Source: DifferentSoftware/linear.Rmd
This example is a deliberately small linear regression used to compare fitting interfaces. In Python the analogous ladder is:
statsmodels formula interface for ordinary least squares,
- matrix least squares with
numpy,
- CmdStanPy for an explicit Bayesian Gaussian regression,
- BlackJAX for the same model as a hand-written log density.
Simulate fake data
Code
import numpy as np
import pandas as pd
import statsmodels.formula.api as smf
rng = np.random.default_rng(2141)
N = 100
beta_true = np.array([1.0, 2.0, 3.0])
x1 = rng.normal(size=N)
x2 = rng.normal(size=N)
X = np.column_stack([np.ones(N), x1, x2])
sigma = 2.0
y = X @ beta_true + rng.normal(0, sigma, size=N)
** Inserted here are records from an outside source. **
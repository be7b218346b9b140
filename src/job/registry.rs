use std::collections::HashMap;
use std::sync::Arc;

use tokio::sync::RwLock;

use crate::auth::Owner;
use crate::error::{Result, WorkerError};
use crate::job::{Job, JobId};

/// Jobs grouped by the identity that started them.
///
/// Every lookup is scoped to one owner's bucket, so a job id belonging to
/// someone else resolves exactly like an id that was never issued.
#[derive(Debug, Default)]
pub struct JobRegistry {
    jobs: RwLock<HashMap<Owner, OwnerJobs>>,
}

#[derive(Debug, Default)]
struct OwnerJobs {
    ordered: Vec<Arc<Job>>,
    by_id: HashMap<JobId, Arc<Job>>,
}

impl JobRegistry {
    pub fn new() -> Self {
        Self::default()
    }

    /// Register `job` under its owner.
    pub async fn add_job(&self, job: Arc<Job>) {
        let mut jobs = self.jobs.write().await;
        let bucket = jobs.entry(job.owner().clone()).or_default();
        bucket.by_id.insert(job.id(), Arc::clone(&job));
        bucket.ordered.push(job);
    }

    /// Resolve `id` within `owner`'s jobs only.
    pub async fn find_job(&self, owner: &Owner, id: &JobId) -> Result<Arc<Job>> {
        self.jobs
            .read()
            .await
            .get(owner)
            .and_then(|bucket| bucket.by_id.get(id))
            .cloned()
            .ok_or_else(|| WorkerError::JobNotFound(id.to_string()))
    }

    /// `owner`'s jobs in the order they were added.
    pub async fn jobs_for_owner(&self, owner: &Owner) -> Vec<Arc<Job>> {
        self.jobs
            .read()
            .await
            .get(owner)
            .map(|bucket| bucket.ordered.clone())
            .unwrap_or_default()
    }

    /// Stop every running job. Returns how many were stopped.
    pub async fn stop_all(&self) -> usize {
        let running: Vec<Arc<Job>> = self
            .jobs
            .read()
            .await
            .values()
            .flat_map(|bucket| bucket.ordered.iter())
            .filter(|job| job.is_running())
            .cloned()
            .collect();

        running.iter().filter(|job| job.stop()).count()
    }

    /// Total number of jobs across all owners.
    pub async fn len(&self) -> usize {
        self.jobs
            .read()
            .await
            .values()
            .map(|bucket| bucket.ordered.len())
            .sum()
    }

    pub async fn is_empty(&self) -> bool {
        self.len().await == 0
    }
}
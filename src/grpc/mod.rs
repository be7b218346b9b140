pub mod server;
pub mod worker_service;

pub use server::GrpcServer;
pub use worker_service::WorkerServiceImpl;
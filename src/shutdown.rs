use tokio::signal::unix::{signal, SignalKind};
use tokio_util::sync::CancellationToken;

/// Install a shutdown handler that listens for SIGTERM and SIGINT.
///
/// Returns a `CancellationToken` that is cancelled when either signal is
/// received. The server stops accepting calls, open log streams end, and
/// running jobs are stopped.
pub fn install_shutdown_handler() -> CancellationToken {
    let token = CancellationToken::new();
    let trigger = token.clone();

    tokio::spawn(async move {
        match wait_for_signal().await {
            Ok(name) => {
                tracing::info!(signal = name, "Received signal, initiating graceful shutdown");
                trigger.cancel();
            }
            Err(e) => {
                tracing::error!(error = %e, "Failed to install signal handlers");
            }
        }
    });

    token
}

async fn wait_for_signal() -> std::io::Result<&'static str> {
    let mut sigterm = signal(SignalKind::terminate())?;
    let mut sigint = signal(SignalKind::interrupt())?;

    tokio::select! {
        _ = sigterm.recv() => Ok("SIGTERM"),
        _ = sigint.recv() => Ok("SIGINT"),
    }
}
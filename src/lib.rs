pub mod auth;
pub mod config;
pub mod error;
pub mod grpc;
pub mod job;
pub mod node;
pub mod shutdown;
pub mod tls;

// Re-export generated protobuf types
pub mod proto {
    tonic::include_proto!("worker");
}
// =============================================================================
// Server Implementation
// =============================================================================

async fn run_server(args: ServerArgs) -> Result<(), Box<dyn std::error::Error>> {
    // Initialize logging
    tracing_subscriber::fmt()
        .with_env_filter(
            EnvFilter::try_from_default_env().unwrap_or_else(|_| EnvFilter::new("info")),
        )
        .init();

    let tls_config = TlsConfig {
        enabled: args.tls,
        ca_cert_path: args.ca_cert,
        cert_path: args.cert,
        key_path: args.key,
        allow_insecure: args.allow_insecure,
    };

    let tls_identity = if tls_config.is_complete() {
        match TlsIdentity::load(&tls_config).await {
            Ok(identity) => {
                tracing::info!("TLS enabled with mTLS authentication");
                Some(identity)
            }
            Err(e) => {
                if tls_config.allow_insecure {
                    tracing::warn!(
                        error = %e,
                        "TLS certificate loading failed, running in insecure mode"
                    );
                    None
                } else {
                    return Err(format!("TLS certificate loading failed: {}", e).into());
                }
            }
        }
    } else if tls_config.enabled {
        if tls_config.allow_insecure {
            tracing::warn!(
                "TLS enabled but certificate paths incomplete, running in insecure mode"
            );
            None
        } else {
            return Err("TLS enabled but missing required paths (--ca-cert, --cert, --key)".into());
        }
    } else if tls_config.allow_insecure {
        tracing::warn!("Running without TLS. Consider using --tls for production deployments.");
        None
    } else {
        return Err(
            "Refusing to start without TLS: pass --tls with certificates, or --allow-insecure"
                .into(),
        );
    };

    if tls_identity.is_none() && args.insecure_identity.is_none() {
        tracing::warn!("No --insecure-identity set; plaintext callers will be rejected");
    }

    let listen_addr: SocketAddr = format!("{}:{}", args.bind, args.port).parse()?;
    let config = ServerConfig {
        listen_addr,
        job: JobConfig {
            kill_grace_period_ms: args.kill_grace_ms,
            ..JobConfig::default()
        },
        insecure_identity: args.insecure_identity,
    };

    tracing::info!(
        listen_addr = %config.listen_addr,
        tls_enabled = tls_identity.is_some(),
        "Starting jobworker"
    );

    let shutdown = install_shutdown_handler();
    Node::new(config, tls_identity).run(shutdown).await?;

    Ok(())
}

// =============================================================================
// Client Command Handlers
// =============================================================================

async fn handle_job_start(
    client: &mut WorkerServiceClient<Channel>,
    command: Vec<String>,
    detach: bool,
    output_format: &OutputFormat,
) -> Result<(), Box<dyn std::error::Error>> {
    let response = match client.job_start(JobStartRequest { command }).await {
        Ok(response) => response,
        Err(status) => exit_with_status("Job start", status),
    };

    let job_id = response
        .metadata()
        .get(JOB_ID_HEADER)
        .and_then(|v| v.to_str().ok())
        .unwrap_or_default()
        .to_string();

    match output_format {
        OutputFormat::Json => {
            println!("{}", serde_json::to_string(&JobStartOutput { job_id })?);
        }
        OutputFormat::Table => {
            if detach {
                println!("{}", job_id);
            } else {
                eprintln!("Job ID: {}", job_id);
            }
        }
    }

    if detach {
        return Ok(());
    }
    print_log_stream(response.into_inner(), output_format).await
}

async fn handle_job_stop(
    client: &mut WorkerServiceClient<Channel>,
    job_id: String,
) -> Result<(), Box<dyn std::error::Error>> {
    if let Err(status) = client.job_stop(JobStopRequest { job_id }).await {
        exit_with_status("Job stop", status);
    }
    Ok(())
}

async fn handle_job_query(
    client: &mut WorkerServiceClient<Channel>,
    job_id: String,
    output_format: &OutputFormat,
) -> Result<(), Box<dyn std::error::Error>> {
    let response = match client.job_query(JobQueryRequest { job_id }).await {
        Ok(response) => response.into_inner(),
        Err(status) => exit_with_status("Job query", status),
    };

    match output_format {
        OutputFormat::Json => {
            let output = JobQueryOutput {
                job_id: response.job_id,
                status: response.status,
                exit_code: response.exit_code,
                error: response.error,
                command: response.command,
                created_at_ms: response.created_at_ms,
                finished_at_ms: response.finished_at_ms,
            };
            println!("{}", serde_json::to_string_pretty(&output)?);
        }
        OutputFormat::Table => {
            println!("Job ID:    {}", response.job_id);
            println!("Status:    {}", job_state_to_string(response.state));
            println!("Command:   {}", response.command.join(" "));
            if let Some(exit_code) = response.exit_code {
                println!("Exit Code: {}", exit_code);
            }
            if !response.error.is_empty() {
                println!("Error:     {}", response.error);
            }
        }
    }
    Ok(())
}

async fn handle_job_log(
    client: &mut WorkerServiceClient<Channel>,
    job_id: String,
    output_format: &OutputFormat,
) -> Result<(), Box<dyn std::error::Error>> {
    let stream = match client.job_log(JobLogRequest { job_id }).await {
        Ok(response) => response.into_inner(),
        Err(status) => exit_with_status("Job log", status),
    };
    print_log_stream(stream, output_format).await
}

async fn handle_job_list(
    client: &mut WorkerServiceClient<Channel>,
    output_format: &OutputFormat,
) -> Result<(), Box<dyn std::error::Error>> {
    let response = match client.job_list(JobListRequest {}).await {
        Ok(response) => response.into_inner(),
        Err(status) => exit_with_status("Job list", status),
    };

    let jobs: Vec<JobListItem> = response
        .jobs
        .into_iter()
        .map(|job| JobListItem {
            job_id: job.job_id,
            status: job_state_to_string(job.state),
            command: job.command,
            created_at_ms: job.created_at_ms,
        })
        .collect();

    match output_format {
        OutputFormat::Json => {
            println!("{}", serde_json::to_string_pretty(&jobs)?);
        }
        OutputFormat::Table => {
            if jobs.is_empty() {
                println!("No jobs found.");
            } else {
                println!("{:<38} {:<10} COMMAND", "JOB ID", "STATUS");
                println!("{}", "-".repeat(70));
                for job in &jobs {
                    let command = job.command.join(" ");
                    let cmd_display = if command.chars().count() > 30 {
                        format!("{}...", command.chars().take(27).collect::<String>())
                    } else {
                        command
                    };
                    println!("{:<38} {:<10} {}", job.job_id, job.status, cmd_display);
                }
            }
        }
    }
    Ok(())
}

// =============================================================================
// Main Entry Point
// =============================================================================

#[tokio::main]
async fn main() -> Result<(), Box<dyn std::error::Error>> {
    let args = Args::parse();

    match args.command {
        Commands::Server(server_args) => {
            run_server(server_args).await?;
        }
        Commands::Job { client, command } => {
            let channel = create_client_channel(&client).await?;
            let mut grpc_client = WorkerServiceClient::new(channel);

            match command {
                JobCommands::Start { detach, command } => {
                    handle_job_start(&mut grpc_client, command, detach, &client.output).await?;
                }
                JobCommands::Stop { job_id } => {
                    handle_job_stop(&mut grpc_client, job_id).await?;
                }
                JobCommands::Query { job_id } => {
                    handle_job_query(&mut grpc_client, job_id, &client.output).await?;
                }
                JobCommands::Log { job_id } => {
                    handle_job_log(&mut grpc_client, job_id, &client.output).await?;
                }
                JobCommands::List => {
                    handle_job_list(&mut grpc_client, &client.output).await?;
                }
            }
        }
    }

    Ok(())
}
dat = pd.DataFrame({"y": y, "x1": x1, "x2": x2})
dat.head()
| 0 |
1.211638 |
0.140604 |
0.746172 |
| 1 |
13.013274 |
1.368083 |
2.716414 |
| 2 |
-0.784397 |
1.793252 |
-1.252496 |
| 3 |
1.432282 |
-0.308162 |
-0.008264 |
| 4 |
-5.842190 |
0.574745 |
-1.491098 |
Matrix least squares
Code
beta_hat, *_ = np.linalg.lstsq(X, y, rcond=None)
resid = y - X @ beta_hat
sigma_hat = np.sqrt((resid @ resid) / (N - X.shape[1]))
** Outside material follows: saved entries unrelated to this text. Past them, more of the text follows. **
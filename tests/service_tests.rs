//! Tests for the WorkerService handlers.
//!
//! Handlers are called directly with requests that already carry the
//! authenticated owner, the way the auth interceptor leaves them. These
//! tests verify:
//! - Start streams output and announces the job id
//! - Query, stop, log and list semantics
//! - Per-owner isolation and error codes
//! - Log streams end on server shutdown

use std::sync::Arc;
use std::time::Duration;

use tokio_stream::{Stream, StreamExt};
use tokio_util::sync::CancellationToken;
use tonic::{Code, Request, Response, Status};
use uuid::Uuid;

use jobworker::auth::Owner;
use jobworker::config::JobConfig;
use jobworker::grpc::worker_service::JOB_ID_HEADER;
use jobworker::grpc::WorkerServiceImpl;
use jobworker::job::{JobRegistry, STOPPED_BY_USER_LINE};
use jobworker::proto::worker_service_server::WorkerService;
use jobworker::proto::{
    JobListRequest, JobLogRequest, JobLogResponse, JobQueryRequest, JobStartRequest, JobState,
    JobStopRequest,
};

fn service() -> (WorkerServiceImpl, Arc<JobRegistry>) {
    let registry = Arc::new(JobRegistry::new());
    let config = JobConfig {
        kill_grace_period_ms: 200,
        ..JobConfig::default()
    };
    (WorkerServiceImpl::new(Arc::clone(&registry), config), registry)
}

fn as_user<T>(user: &str, message: T) -> Request<T> {
    let mut request = Request::new(message);
    request.extensions_mut().insert(Owner::new(user));
    request
}

fn sh(script: &str) -> Vec<String> {
    vec!["sh".to_string(), "-c".to_string(), script.to_string()]
}

fn expect_err<T>(result: Result<T, Status>) -> Status {
    match result {
        Ok(_) => panic!("expected an error status"),
        Err(status) => status,
    }
}

fn header_job_id<T>(response: &Response<T>) -> String {
    response
        .metadata()
        .get(JOB_ID_HEADER)
        .expect("missing job id header")
        .to_str()
        .unwrap()
        .to_string()
}

async fn collect<S>(mut stream: S) -> Vec<JobLogResponse>
where
    S: Stream<Item = Result<JobLogResponse, Status>> + Unpin,
{
    tokio::time::timeout(Duration::from_secs(10), async move {
        let mut out = Vec::new();
        while let Some(item) = stream.next().await {
            out.push(item.expect("stream error"));
        }
        out
    })
    .await
    .expect("log stream did not end in time")
}

fn lines(responses: &[JobLogResponse]) -> Vec<String> {
    responses.iter().map(|r| r.log_line.clone()).collect()
}

// ============================================================================
// JobStart / JobQuery
// ============================================================================

#[tokio::test]
async fn test_start_streams_output_with_job_id() {
    let (svc, _registry) = service();

    let response = svc
        .job_start(as_user(
            "alice",
            JobStartRequest {
                command: vec!["echo".to_string(), "hello world".to_string()],
            },
        ))
        .await
        .unwrap();
    let job_id = header_job_id(&response);
    assert!(Uuid::parse_str(&job_id).is_ok());

    let responses = collect(response.into_inner()).await;
    assert_eq!(lines(&responses), vec!["hello world".to_string()]);
    assert!(responses.iter().all(|r| r.job_id == job_id));

    let status = svc
        .job_query(as_user("alice", JobQueryRequest { job_id: job_id.clone() }))
        .await
        .unwrap()
        .into_inner();
    assert_eq!(status.job_id, job_id);
    assert_eq!(status.state, JobState::Exited as i32);
    assert_eq!(status.status, "exited(0)");
    assert_eq!(status.exit_code, Some(0));
    assert!(status.error.is_empty());
    assert_eq!(status.command, vec!["echo", "hello world"]);
    assert!(status.created_at_ms > 0);
    assert!(status.finished_at_ms.unwrap() >= status.created_at_ms);
}

#[tokio::test]
async fn test_start_with_empty_command_is_invalid() {
    let (svc, registry) = service();

    let status = expect_err(
        svc.job_start(as_user("alice", JobStartRequest { command: vec![] }))
            .await,
    );

    assert_eq!(status.code(), Code::InvalidArgument);
    assert!(registry.is_empty().await);
}

#[tokio::test]
async fn test_start_of_missing_program_reports_failure() {
    let (svc, _registry) = service();

    let response = svc
        .job_start(as_user(
            "alice",
            JobStartRequest {
                command: vec!["/nonexistent/program".to_string()],
            },
        ))
        .await
        .unwrap();
    let job_id = header_job_id(&response);
    assert!(collect(response.into_inner()).await.is_empty());

    let status = svc
        .job_query(as_user("alice", JobQueryRequest { job_id }))
        .await
        .unwrap()
        .into_inner();
    assert_eq!(status.state, JobState::Failed as i32);
    assert_eq!(status.exit_code, None);
    assert!(status.error.contains("Failed to spawn process"));
}

#[tokio::test]
async fn test_malformed_id_is_not_found() {
    let (svc, _registry) = service();

    let query = expect_err(
        svc.job_query(as_user(
            "alice",
            JobQueryRequest {
                job_id: "not-a-uuid".to_string(),
            },
        ))
        .await,
    );
    let stop = expect_err(
        svc.job_stop(as_user(
            "alice",
            JobStopRequest {
                job_id: String::new(),
            },
        ))
        .await,
    );
    let log = expect_err(
        svc.job_log(as_user(
            "alice",
            JobLogRequest {
                job_id: "123".to_string(),
            },
        ))
        .await,
    );

    for status in [&query, &stop, &log] {
        assert_eq!(status.code(), Code::NotFound);
    }
    assert_eq!(query.message(), "Job not found: not-a-uuid");
}

#[tokio::test]
async fn test_request_without_identity_is_unauthenticated() {
    let (svc, _registry) = service();

    let status = expect_err(
        svc.job_start(Request::new(JobStartRequest {
            command: vec!["true".to_string()],
        }))
        .await,
    );
    assert_eq!(status.code(), Code::Unauthenticated);

    let status = expect_err(svc.job_list(Request::new(JobListRequest {})).await);
    assert_eq!(status.code(), Code::Unauthenticated);
}

// ============================================================================
// Isolation
// ============================================================================

#[tokio::test]
async fn test_other_users_cannot_see_jobs() {
    let (svc, _registry) = service();

    let response = svc
        .job_start(as_user("alice", JobStartRequest { command: sh("echo secret") }))
        .await
        .unwrap();
    let job_id = header_job_id(&response);
    collect(response.into_inner()).await;

    let query = expect_err(
        svc.job_query(as_user("bob", JobQueryRequest { job_id: job_id.clone() }))
            .await,
    );
    let stop = expect_err(
        svc.job_stop(as_user("bob", JobStopRequest { job_id: job_id.clone() }))
            .await,
    );
    let log = expect_err(
        svc.job_log(as_user("bob", JobLogRequest { job_id: job_id.clone() }))
            .await,
    );
    for status in [&query, &stop, &log] {
        assert_eq!(status.code(), Code::NotFound);
    }

    // Indistinguishable from an id that was never issued.
    let unknown_id = Uuid::new_v4().to_string();
    let unknown = expect_err(
        svc.job_query(as_user("alice", JobQueryRequest { job_id: unknown_id.clone() }))
            .await,
    );
    assert_eq!(unknown.code(), Code::NotFound);
    assert_eq!(
        query.message().replace(&job_id, "ID"),
        unknown.message().replace(&unknown_id, "ID")
    );

    // The owner still sees it.
    assert!(svc
        .job_query(as_user("alice", JobQueryRequest { job_id }))
        .await
        .is_ok());
}

#[tokio::test]
async fn test_list_is_scoped_to_caller() {
    let (svc, _registry) = service();

    let mut alice_ids = Vec::new();
    for word in ["one", "two"] {
        let response = svc
            .job_start(as_user(
                "alice",
                JobStartRequest {
                    command: vec!["echo".to_string(), word.to_string()],
                },
            ))
            .await
            .unwrap();
        alice_ids.push(header_job_id(&response));
        collect(response.into_inner()).await;
    }

    let alice_jobs = svc
        .job_list(as_user("alice", JobListRequest {}))
        .await
        .unwrap()
        .into_inner()
        .jobs;
    let ids: Vec<String> = alice_jobs.iter().map(|j| j.job_id.clone()).collect();
    assert_eq!(ids, alice_ids);
    assert_eq!(alice_jobs[0].command, vec!["echo", "one"]);
    assert!(alice_jobs
        .iter()
        .all(|j| j.state == JobState::Exited as i32));

    let bob_jobs = svc
        .job_list(as_user("bob", JobListRequest {}))
        .await
        .unwrap()
        .into_inner()
        .jobs;
    assert!(bob_jobs.is_empty());
}

// ============================================================================
// JobLog / JobStop
// ============================================================================

#[tokio::test]
async fn test_concurrent_log_streams_are_identical() {
    let (svc, _registry) = service();

    let response = svc
        .job_start(as_user(
            "alice",
            JobStartRequest {
                command: sh("for i in 1 2 3 4 5; do echo line $i; sleep 0.02; done"),
            },
        ))
        .await
        .unwrap();
    let job_id = header_job_id(&response);

    let first = svc
        .job_log(as_user("alice", JobLogRequest { job_id: job_id.clone() }))
        .await
        .unwrap()
        .into_inner();
    let second = svc
        .job_log(as_user("alice", JobLogRequest { job_id: job_id.clone() }))
        .await
        .unwrap()
        .into_inner();

    let (start_lines, first_lines, second_lines) = tokio::join!(
        collect(response.into_inner()),
        collect(first),
        collect(second)
    );

    let expected: Vec<String> = (1..=5).map(|i| format!("line {}", i)).collect();
    assert_eq!(lines(&start_lines), expected);
    assert_eq!(lines(&first_lines), expected);
    assert_eq!(lines(&second_lines), expected);

    // After completion a new stream replays everything and ends.
    let replay = svc
        .job_log(as_user("alice", JobLogRequest { job_id }))
        .await
        .unwrap()
        .into_inner();
    assert_eq!(lines(&collect(replay).await), expected);
}

#[tokio::test]
async fn test_stop_ends_streams_with_stop_line() {
    let (svc, _registry) = service();

    let response = svc
        .job_start(as_user(
            "alice",
            JobStartRequest {
                command: sh("while true; do echo tick; sleep 0.05; done"),
            },
        ))
        .await
        .unwrap();
    let job_id = header_job_id(&response);
    let mut stream = response.into_inner();

    let first = tokio::time::timeout(Duration::from_secs(5), stream.next())
        .await
        .expect("no output from running job")
        .expect("stream ended early")
        .unwrap();
    assert_eq!(first.log_line, "tick");

    let status = svc
        .job_query(as_user("alice", JobQueryRequest { job_id: job_id.clone() }))
        .await
        .unwrap()
        .into_inner();
    assert_eq!(status.state, JobState::Running as i32);
    assert_eq!(status.status, "running");
    assert_eq!(status.exit_code, None);
    assert!(status.finished_at_ms.is_none());

    svc.job_stop(as_user("alice", JobStopRequest { job_id: job_id.clone() }))
        .await
        .unwrap();

    let rest = collect(stream).await;
    assert_eq!(
        rest.last().map(|r| r.log_line.as_str()),
        Some(STOPPED_BY_USER_LINE)
    );

    let status = svc
        .job_query(as_user("alice", JobQueryRequest { job_id: job_id.clone() }))
        .await
        .unwrap()
        .into_inner();
    assert_eq!(status.state, JobState::Stopped as i32);
    assert_eq!(status.exit_code, None);

    // Stopping again succeeds without changing anything.
    svc.job_stop(as_user("alice", JobStopRequest { job_id: job_id.clone() }))
        .await
        .unwrap();
    let status = svc
        .job_query(as_user("alice", JobQueryRequest { job_id }))
        .await
        .unwrap()
        .into_inner();
    assert_eq!(status.state, JobState::Stopped as i32);
}

#[tokio::test]
async fn test_shutdown_ends_open_log_streams() {
    let registry = Arc::new(JobRegistry::new());
    let shutdown = CancellationToken::new();
    let svc = WorkerServiceImpl::with_shutdown(
        Arc::clone(&registry),
        JobConfig {
            kill_grace_period_ms: 200,
            ..JobConfig::default()
        },
        shutdown.clone(),
    );

    let response = svc
        .job_start(as_user(
            "alice",
            JobStartRequest {
                command: sh("while true; do echo tick; sleep 0.05; done"),
            },
        ))
        .await
        .unwrap();
    let mut stream = response.into_inner();
    tokio::time::timeout(Duration::from_secs(5), stream.next())
        .await
        .expect("no output from running job");

    shutdown.cancel();
    collect(stream).await;

    assert_eq!(registry.stop_all().await, 1);
    assert_eq!(registry.stop_all().await, 0);
}

#[tokio::test]
async fn test_shutdown_releases_stream_nobody_reads() {
    let registry = Arc::new(JobRegistry::new());
    let shutdown = CancellationToken::new();
    let svc = WorkerServiceImpl::with_shutdown(
        Arc::clone(&registry),
        JobConfig {
            stream_buffer: 1,
            ..JobConfig::default()
        },
        shutdown.clone(),
    );

    let response = svc
        .job_start(as_user(
            "alice",
            JobStartRequest {
                command: vec!["seq".to_string(), "1".to_string(), "100".to_string()],
            },
        ))
        .await
        .unwrap();
    let job_id = Uuid::parse_str(&header_job_id(&response)).unwrap();
    // Held but never read, so the forwarder fills its buffer and waits.
    let _stream = response.into_inner();

    let job = registry
        .find_job(&Owner::new("alice"), &job_id)
        .await
        .unwrap();
    tokio::time::timeout(Duration::from_secs(10), async {
        while !job.status().is_terminal() {
            tokio::time::sleep(Duration::from_millis(20)).await;
        }
    })
    .await
    .expect("job did not finish");
    assert_eq!(job.log_hub().subscriber_count(), 1);

    shutdown.cancel();

    tokio::time::timeout(Duration::from_secs(5), async {
        while job.log_hub().subscriber_count() > 0 {
            tokio::time::sleep(Duration::from_millis(20)).await;
        }
    })
    .await
    .expect("forwarder kept its subscription after shutdown");
}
vcov = sigma_hat**2 * np.linalg.inv(X.T @ X)
se = np.sqrt(np.diag(vcov))
pd.DataFrame({"estimate": beta_hat, "std_error": se}, index=["Intercept", "x1", "x2"])
| Intercept |
1.282021 |
0.199704 |
| x1 |
1.736972 |
0.216956 |
| x2 |
2.968017 |
0.193003 |
CmdStanPy version
This is the explicit equivalent of rstanarm::stan_glm(y ~ x1 + x2).
data {
int<lower=1> N;
int<lower=1> K;
matrix[N, K] X;
vector[N] y;
}
parameters {
vector[K] beta;
real<lower=0> sigma;
}
model {
beta ~ normal(0, 10);
sigma ~ exponential(1);
y ~ normal(X * beta, sigma);
}
Code
from pathlib import Path
from cmdstanpy import CmdStanModel
stan_code = r'''
data { int<lower=1> N; int<lower=1> K; matrix[N, K] X; vector[N] y; }
parameters { vector[K] beta; real<lower=0> sigma; }
model { beta ~ normal(0, 10); sigma ~ exponential(1); y ~ normal(X * beta, sigma); }
'''
stan_file = Path("models/linear_gaussian.stan")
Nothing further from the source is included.